Billy Joel saw himself as a rock and roller throughout much of his 22-year career as a recording artist, much to the amusement of listeners who couldn't find even a trace of Little Richard in the polished piano ballads he wrote and sang. Joel would even go out of his way to prove himself as a rocker, most notably on albums like Glass Houses (1980) and on singles like 1986's "A Matter of Trust" (in which he inexplicably sang the count-in) - records that contained tougher vocals and a greater emphasis on guitar riffs. These exploits only caused more amusement.
The irony is that Billy Joel was more convincing as a rock and roller when he wasn't consciously trying to produce a rock record. And no moment was more convincing to me than when Joel led his band into an instrumental break on "Scenes From an Italian Restaurant," a conversation between two high school classmates that takes the form of a miniature pop opera, from his 1977 album The Stranger. After having brought the tempo and energy up incrementally to a rock beat, Joel yells out, "Let's rock and roll!" It sounds natural, particularly in light of the spirited saxophone solo that follows it. Joel found a way to rock out without having to sound like a poseur and still managed to sound like himself.
Much of this album is like that. The Stranger is a once-in-a-lifetime album for Joel, and not just because it was the album that solidified his place in pop and rock history by going platinum ten times over. It's probably the only album on which Joel feels comfortable in his own skin and doesn't try to imitate the Stones or Springsteen to be heard as a rock and roll artist. Joel has never been good as a straight rocker, despite his fondness for rock music, but his satirical lyricism and his bright melodies, together with what John Rockwell called the "nervously electrified energies" of New York jazz rock, distinguish him in the personal and self-aware milieu of the singer-songwriter genre.
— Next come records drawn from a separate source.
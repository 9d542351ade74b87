use anyhow::Result;
use async_trait::async_trait;

use crate::response::AgentResponse;

/// The opaque model-invocation capability.
///
/// Implementations may call any number of registered tools internally and
/// take a provider-dependent amount of time; callers only see the final
/// response.
#[async_trait]
pub trait ToolAgent: Send + Sync {
    async fn converse(&self, message: &str) -> Result<AgentResponse>;
}
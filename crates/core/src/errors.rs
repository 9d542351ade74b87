use serde::{Deserialize, Serialize};
use serde_json::{json, Value};
use thiserror::Error;

/// Stable error kinds surfaced across the service.
///
/// Every kind carries a default user-facing message; retryable kinds also
/// carry a suggested retry delay. The wire form (`code()`) is what API
/// error payloads and logs use.
#[derive(Clone, Copy, Debug, PartialEq, Eq, Hash, Serialize, Deserialize)]
#[serde(rename_all = "snake_case")]
pub enum ErrorKind {
    AuthenticationFailed,
    BackendUnavailable,
    BackendTimeout,
    BackendError,
    AgentNotInitialized,
    AgentProcessingError,
    SessionNotFound,
    InvalidInput,
    InternalError,
    RateLimited,
}

impl ErrorKind {
    pub fn code(self) -> &'static str {
        match self {
            Self::AuthenticationFailed => "authentication_failed",
            Self::BackendUnavailable => "backend_unavailable",
            Self::BackendTimeout => "backend_timeout",
            Self::BackendError => "backend_error",
            Self::AgentNotInitialized => "agent_not_initialized",
            Self::AgentProcessingError => "agent_processing_error",
            Self::SessionNotFound => "session_not_found",
            Self::InvalidInput => "invalid_input",
            Self::InternalError => "internal_error",
            Self::RateLimited => "rate_limited",
        }
    }

    pub fn user_message(self) -> &'static str {
        match self {
            Self::AuthenticationFailed => {
                "I'm having trouble connecting to my AI service. Please try again in a moment."
            }
            Self::BackendUnavailable => {
                "I can't access the product database right now. Please try again later."
            }
            Self::BackendTimeout => {
                "The product database is responding slowly. Please try again."
            }
            Self::BackendError => {
                "The product database returned an error. Please try again later."
            }
            Self::AgentNotInitialized => {
                "I'm not ready to help yet. Please wait a moment and try again."
            }
            Self::AgentProcessingError => {
                "I encountered an error while processing your request. Please try rephrasing your question."
            }
            Self::SessionNotFound => "I couldn't find our conversation. Let's start fresh!",
            Self::InvalidInput => "I didn't understand your request. Could you please rephrase it?",
            Self::InternalError => "Something went wrong on my end. Please try again.",
            Self::RateLimited => {
                "You're sending messages too quickly. Please wait a moment before trying again."
            }
        }
    }

    /// Suggested retry delay for kinds worth retrying, in seconds.
    pub fn retry_after_secs(self) -> Option<u64> {
        match self {
            Self::BackendTimeout => Some(10),
            Self::BackendUnavailable => Some(30),
            Self::AuthenticationFailed => Some(30),
            Self::RateLimited => Some(60),
            _ => None,
        }
    }

    pub fn is_retryable(self) -> bool {
        self.retry_after_secs().is_some()
    }
}

#[derive(Clone, Debug, Error, PartialEq, Eq)]
#[error("{}: {detail}", kind.code())]
pub struct ChatError {
    pub kind: ErrorKind,
    pub detail: String,
}

impl ChatError {
    pub fn new(kind: ErrorKind, detail: impl Into<String>) -> Self {
        Self { kind, detail: detail.into() }
    }

    /// The shape embedded in API responses under an `error` field.
    pub fn to_payload(&self) -> Value {
        let mut payload = json!({
            "code": self.kind.code(),
            "message": self.kind.user_message(),
            "details": self.detail,
        });
        if let Some(retry_after) = self.kind.retry_after_secs() {
            payload["retry_after"] = json!(retry_after);
        }
        payload
    }
}
//! Shared Domain Types
//!
//! Value objects and errors shared across bounded contexts.

pub mod errors;
pub mod value_objects;

pub use errors::DomainError;
pub use value_objects::{Money, OrderId, Quantity, Sku, Timestamp};
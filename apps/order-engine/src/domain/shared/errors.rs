//! Domain errors shared by value objects.

use std::fmt;

/// Domain-level errors raised while validating values.
///
/// These errors are independent of infrastructure concerns.
#[derive(Debug, Clone, PartialEq, Eq)]
pub enum DomainError {
    /// Invalid value for a field.
    InvalidValue {
        /// Field name.
        field: String,
        /// Error message.
        message: String,
    },

    /// Business rule violation.
    BusinessRuleViolation {
        /// Rule name or code.
        rule: String,
        /// Description of the violation.
        message: String,
    },
}

impl DomainError {
    /// Shorthand for an [`DomainError::InvalidValue`].
    #[must_use]
    pub fn invalid_value(field: impl Into<String>, message: impl Into<String>) -> Self {
        Self::InvalidValue {
            field: field.into(),
            message: message.into(),
        }
    }
}

impl fmt::Display for DomainError {
    fn fmt(&self, f: &mut fmt::Formatter<'_>) -> fmt::Result {
        match self {
            Self::InvalidValue { field, message } => {
                write!(f, "Invalid value for '{field}': {message}")
            }
            Self::BusinessRuleViolation { rule, message } => {
                write!(f, "Business rule '{rule}' violated: {message}")
            }
        }
    }
}

impl std::error::Error for DomainError {}

#[cfg(test)]
mod tests {
    use super::*;

    #[test]
    fn invalid_value_display() {
        let err = DomainError::invalid_value("quantity", "must be positive");
        let msg = format!("{err}");
        assert!(msg.contains("quantity"));
        assert!(msg.contains("positive"));
    }

    #[test]
    fn business_rule_display() {
        let err = DomainError::BusinessRuleViolation {
            rule: "MAX_DISCOUNT".to_string(),
            message: "Discount cannot exceed 100%".to_string(),
        };
        assert!(format!("{err}").contains("MAX_DISCOUNT"));
    }

    #[test]
    fn domain_error_is_std_error() {
        let err: Box<dyn std::error::Error> =
            Box::new(DomainError::invalid_value("sku", "must not be empty"));
        assert!(!err.to_string().is_empty());
    }
}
Those disparate influences make The Stranger a musically engaging album, with songs that look at romance seriously or make observations with a biting wit that would later devolve into smarminess but here matches up with Randy Newman's most clever tunes. "Movin' Out (Anthony's Song)" laughs at white ethnics trying to buy their way into a higher class to the sound of a mocking soprano sax, with a sharp guitar riff as the closing kiss-off, while a confident Joel takes on the whole darn Catholic Church in "Only The Good Die Young," encouraging his Catholic girlfriend to sleep with him and dissecting Catholic hypocrisy to a sprightly brass and piano shuffle. (Speaking of Randy Newman, Joel and Newman performed this song together at the inaugural Farm Aid concert - it makes sense to me!) The title song similarly takes on the false fronts people assume in relationships, and Joel is challenging his listeners to admit as much with a guitar riff that is probably the most menacing music he and producer Phil Ramone ever created together. "You May Be Right" (from 1980's Glass Houses) sounds like bubblegum by comparison.
If phoniness seems to be a recurring theme on The Stranger, that may be because Joel prefers authenticity, and ballads like "Just The Way You Are" (written for his first wife), or "She's Always a Woman," which accepts a woman for her unsavory qualities and seems to admonish the unnamed second party for refusing to do so, make that point directly. Joel's only source of comfort on The Stranger, "Vienna" (written about visiting his father, who made his home in the Austrian capital), imagines the city as a refuge from modernity to look forward to in later years.
Joel would later trivialize his songwriting talent with pastiche and lack of direction, which makes The Stranger all the more a high point in his career. The LP is about growing up, and not accepting everything at face value, and it put Joel on par with other singer-songwriters such as Newman and Paul Simon. No, you can't pump your fist or play air guitar to even the meatiest numbers on this record. But when Joel and his band let loose here and played with energy and conviction, it was still rock and roll to me.